Big payback for Europe through clean energy shift
A clean power system is possible in Europe by 2035, at no additional cost beyond existing commitments, including halving fossil fuel consumption by the end of this decade and quadrupling wind and solar capacity, according to a research report from Ember titled New Generation: Building a clean European electricity system by 2035. Alex Blackburne writes in an assessment of the report for S&P Global Market Intelligence that “while accelerated decarbonization would require higher up-front investments of up to €750 billion, these would be offset by as much as €1 trillion in savings by 2035 from avoided fossil fuel consumption, energy and climate change.”

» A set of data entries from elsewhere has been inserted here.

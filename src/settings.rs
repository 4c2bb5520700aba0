use serde::Deserialize;
use std::collections::HashSet;
use std::path::Path;
use std::time::Duration;

/// Errors raised while loading or validating configuration
#[derive(Debug, thiserror::Error)]
pub enum ConfigError {
    #[error("failed to load configuration: {0}")]
    Load(#[from] ::config::ConfigError),

    #[error("invalid configuration value `{field}`: {reason}")]
    Invalid { field: &'static str, reason: String },
}

fn invalid(field: &'static str, reason: impl Into<String>) -> ConfigError {
    ConfigError::Invalid {
        field,
        reason: reason.into(),
    }
}

/// Within (0, 100); false for NaN
fn is_open_percentage(value: f64) -> bool {
    value > 0.0 && value < 100.0
}

/// Process-wide trading parameters
///
/// Loaded once at startup and never mutated afterwards.
#[derive(Debug, Clone, Deserialize, PartialEq)]
#[serde(default)]
pub struct TradingConfig {
    // Risk management (percentages, 1.0 = 1%)
    pub base_risk_percentage: f64,
    pub max_risk_percentage: f64,
    pub stop_loss_percentage: f64,
    pub take_profit_percentage: f64,

    pub trading_pairs: Vec<String>,
    pub timeframes: Vec<String>,

    // Indicators
    pub rsi_period: usize,
    pub rsi_overbought: f64,
    pub rsi_oversold: f64,
    pub ema_periods: [usize; 3],
    pub macd_fast: usize,
    pub macd_slow: usize,
    pub macd_signal: usize,

    // Volatility (window in samples, threshold as a fraction)
    pub volatility_window: usize,
    pub volatility_threshold: f64,

    pub history_capacity: usize,
    pub confidence_threshold: f64,

    // Scheduling
    pub cycle_interval_ms: u64,
    pub call_timeout_ms: u64,
    pub reconcile_every_cycles: u64,
}

impl Default for TradingConfig {
    fn default() -> Self {
        Self {
            base_risk_percentage: 1.0,
            max_risk_percentage: 5.0,
            stop_loss_percentage: 2.0,
            take_profit_percentage: 5.0,
            trading_pairs: vec!["BTC/USDT".to_string(), "XAUUSD".to_string()],
            timeframes: vec!["1m".to_string(), "5m".to_string(), "15m".to_string()],
            rsi_period: 14,
            rsi_overbought: 70.0,
            rsi_oversold: 30.0,
            ema_periods: [9, 21, 50],
            macd_fast: 12,
            macd_slow: 26,
            macd_signal: 9,
            volatility_window: 24,
            volatility_threshold: 2.0,
            history_capacity: 100,
            confidence_threshold: 0.7,
            cycle_interval_ms: 1000,
            call_timeout_ms: 5000,
            reconcile_every_cycles: 10,
        }
    }
}

impl TradingConfig {
    /// Load configuration from an optional TOML file overlaid with
    /// `WARTHOG__*` environment variables, then validate it.
    pub fn load(path: Option<&Path>) -> Result<Self, ConfigError> {
        let mut builder = ::config::Config::builder();

        if let Some(path) = path {
            builder = builder.add_source(::config::File::from(path));
        } else {
            builder = builder.add_source(::config::File::with_name("config/default").required(false));
        }

        let settings = builder
            .add_source(
                ::config::Environment::with_prefix("WARTHOG")
                    .separator("__")
                    .list_separator(",")
                    .with_list_parse_key("trading_pairs")
                    .with_list_parse_key("timeframes")
                    .try_parsing(true),
            )
            .build()?;

        let config: TradingConfig = settings.try_deserialize()?;
        config.validate()?;
        Ok(config)
    }

    /// Reject out-of-range values before anything uses them
    pub fn validate(&self) -> Result<(), ConfigError> {
        if self.base_risk_percentage.is_nan() || self.base_risk_percentage <= 0.0 {
            return Err(invalid("base_risk_percentage", "must be positive"));
        }
        if self.max_risk_percentage.is_nan() || self.max_risk_percentage < self.base_risk_percentage {
            return Err(invalid(
                "max_risk_percentage",
                format!(
                    "{} is below base_risk_percentage {}",
                    self.max_risk_percentage, self.base_risk_percentage
                ),
            ));
        }
        if !is_open_percentage(self.stop_loss_percentage) {
            return Err(invalid("stop_loss_percentage", "must be within (0, 100)"));
        }
        if !is_open_percentage(self.take_profit_percentage) {
            return Err(invalid("take_profit_percentage", "must be within (0, 100)"));
        }

        if self.trading_pairs.is_empty() {
            return Err(invalid("trading_pairs", "at least one symbol is required"));
        }
        let mut seen = HashSet::new();
        for symbol in &self.trading_pairs {
            if symbol.trim().is_empty() {
                return Err(invalid("trading_pairs", "symbols must not be blank"));
            }
            if !seen.insert(symbol.as_str()) {
                return Err(invalid("trading_pairs", format!("duplicate symbol {}", symbol)));
            }
        }
        if self.timeframes.is_empty() {
            return Err(invalid("timeframes", "at least one timeframe is required"));
        }

        if self.rsi_period == 0 {
            return Err(invalid("rsi_period", "must be positive"));
        }
        let rsi_bounds_ordered = 0.0 <= self.rsi_oversold
            && self.rsi_oversold < self.rsi_overbought
            && self.rsi_overbought <= 100.0;
        if !rsi_bounds_ordered {
            return Err(invalid(
                "rsi_overbought",
                "expected 0 <= rsi_oversold < rsi_overbought <= 100",
            ));
        }
        let [short, mid, long] = self.ema_periods;
        if short == 0 || short >= mid || mid >= long {
            return Err(invalid(
                "ema_periods",
                format!("expected positive ascending periods, got {:?}", self.ema_periods),
            ));
        }
        if self.macd_fast == 0 || self.macd_signal == 0 || self.macd_fast >= self.macd_slow {
            return Err(invalid(
                "macd_fast",
                "expected 0 < macd_fast < macd_slow and macd_signal > 0",
            ));
        }

        if self.volatility_window < 2 {
            return Err(invalid("volatility_window", "needs at least 2 samples"));
        }
        if self.volatility_threshold.is_nan() || self.volatility_threshold < 0.0 {
            return Err(invalid("volatility_threshold", "must be non-negative"));
        }
        if self.history_capacity == 0 {
            return Err(invalid("history_capacity", "must be positive"));
        }
        if !(0.0..=1.0).contains(&self.confidence_threshold) {
            return Err(invalid("confidence_threshold", "must be within [0, 1]"));
        }
        if self.cycle_interval_ms == 0 {
            return Err(invalid("cycle_interval_ms", "must be positive"));
        }
        if self.call_timeout_ms == 0 {
            return Err(invalid("call_timeout_ms", "must be positive"));
        }

        Ok(())
    }

    pub fn cycle_interval(&self) -> Duration {
        Duration::from_millis(self.cycle_interval_ms)
    }

    pub fn call_timeout(&self) -> Duration {
        Duration::from_millis(self.call_timeout_ms)
    }
}
use super::moving_average::calculate_ema_series;

/// Moving Average Convergence Divergence output
///
/// `macd` is aligned with the slow EMA; `signal` and `histogram` are
/// aligned with each other and start `signal_period - 1` values into `macd`.
#[derive(Debug, Clone, PartialEq, Default)]
pub struct MacdSeries {
    pub macd: Vec<f64>,
    pub signal: Vec<f64>,
    pub histogram: Vec<f64>,
}

impl MacdSeries {
    pub fn last_histogram(&self) -> Option<f64> {
        self.histogram.last().copied()
    }
}

/// Calculate MACD: EMA(fast) - EMA(slow), an EMA(signal) of that line,
/// and the histogram (line minus signal)
///
/// Produces a histogram only once `prices.len() >= slow + signal - 1`.
pub fn calculate_macd(prices: &[f64], fast: usize, slow: usize, signal: usize) -> MacdSeries {
    if fast == 0 || signal == 0 || fast >= slow {
        return MacdSeries::default();
    }

    let fast_ema = calculate_ema_series(prices, fast);
    let slow_ema = calculate_ema_series(prices, slow);
    if slow_ema.is_empty() {
        return MacdSeries::default();
    }

    // fast_ema starts (slow - fast) prices earlier than slow_ema
    let offset = slow - fast;
    let macd: Vec<f64> = slow_ema
        .iter()
        .enumerate()
        .map(|(i, slow_value)| fast_ema[i + offset] - slow_value)
        .collect();

    let signal_line = calculate_ema_series(&macd, signal);
    let histogram = signal_line
        .iter()
        .enumerate()
        .map(|(i, signal_value)| macd[i + signal - 1] - signal_value)
        .collect();

    MacdSeries {
        macd,
        signal: signal_line,
        histogram,
    }
}

#[cfg(test)]
mod tests {
    use super::*;

    #[test]
    fn test_macd_lengths() {
        let prices: Vec<f64> = (0..60).map(|i| 100.0 + i as f64).collect();
        let result = calculate_macd(&prices, 12, 26, 9);

        assert_eq!(result.macd.len(), 60 - 26 + 1);
        assert_eq!(result.signal.len(), result.macd.len() - 9 + 1);
        assert_eq!(result.histogram.len(), result.signal.len());
    }

    #[test]
    fn test_macd_insufficient_for_histogram() {
        // 26 + 9 - 1 = 34 prices needed for the first histogram value
        let prices: Vec<f64> = (0..33).map(|i| 100.0 + i as f64).collect();
        let result = calculate_macd(&prices, 12, 26, 9);
        assert!(!result.macd.is_empty());
        assert!(result.histogram.is_empty());

        let prices: Vec<f64> = (0..34).map(|i| 100.0 + i as f64).collect();
        let result = calculate_macd(&prices, 12, 26, 9);
        assert_eq!(result.histogram.len(), 1);
    }

    #[test]
    fn test_macd_flat_prices() {
        let prices = vec![42.0; 50];
        let result = calculate_macd(&prices, 12, 26, 9);
        assert!(result.macd.iter().all(|&v| v.abs() < 1e-12));
        assert_eq!(result.last_histogram().map(|h| h.abs() < 1e-12), Some(true));
    }

    #[test]
    fn test_macd_accelerating_rally_has_positive_histogram() {
        let prices: Vec<f64> = (0..60).map(|i| 100.0 * 1.01_f64.powi(i)).collect();
        let result = calculate_macd(&prices, 12, 26, 9);

        assert!(result.macd.last().copied().unwrap() > 0.0);
        assert!(result.last_histogram().unwrap() > 0.0);
    }

    #[test]
    fn test_macd_invalid_periods() {
        let prices: Vec<f64> = (0..60).map(|i| i as f64).collect();
        assert_eq!(calculate_macd(&prices, 26, 12, 9), MacdSeries::default());
        assert_eq!(calculate_macd(&prices, 12, 26, 0), MacdSeries::default());
    }
}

Central banks and climate policy: unpleasant trade-offs
This paper focuses on the trade-offs that central banks would face if they were to start tackling climate change. The authors of Central Banks and Climate Policy: Unpleasant Trade–Offs? A Principal-Agent Approach say disruptive natural events can hamper growth and capital accumulation, thereby affecting price and financial stability — elements for which central banks are responsible. Yet, the array of instruments they could use to mitigate climate-related risks overlap with those already used in relation to their monetary and macroprudential mandates. By leveraging a principal-agent setting, the authors consider the conditions under which the central bank architecture would be fit to take on this objective without jeopardizing the attainment of central banks’ core mandates. They also examine the corresponding effects in terms of climate risks. Results show that central banks’ effectiveness in this regard depends on the degree of their independence from governments’ climate preferences and on their ability to calibrate their green easing, either monetary and/or regulatory, on the realized level of abatement and emissions. Authors: Donato Masciandaro, Bocconi University Department of Economics; Riccardo Russo, King’s Business School, King’s College London.
Words to live by . . .
“The climate crisis is the No. 1 emergency. Renewables not only fight the climate crisis, they support energy security. Renewables are the peace plan of the 21st century.” — António Guterres, Secretary-General of the UN.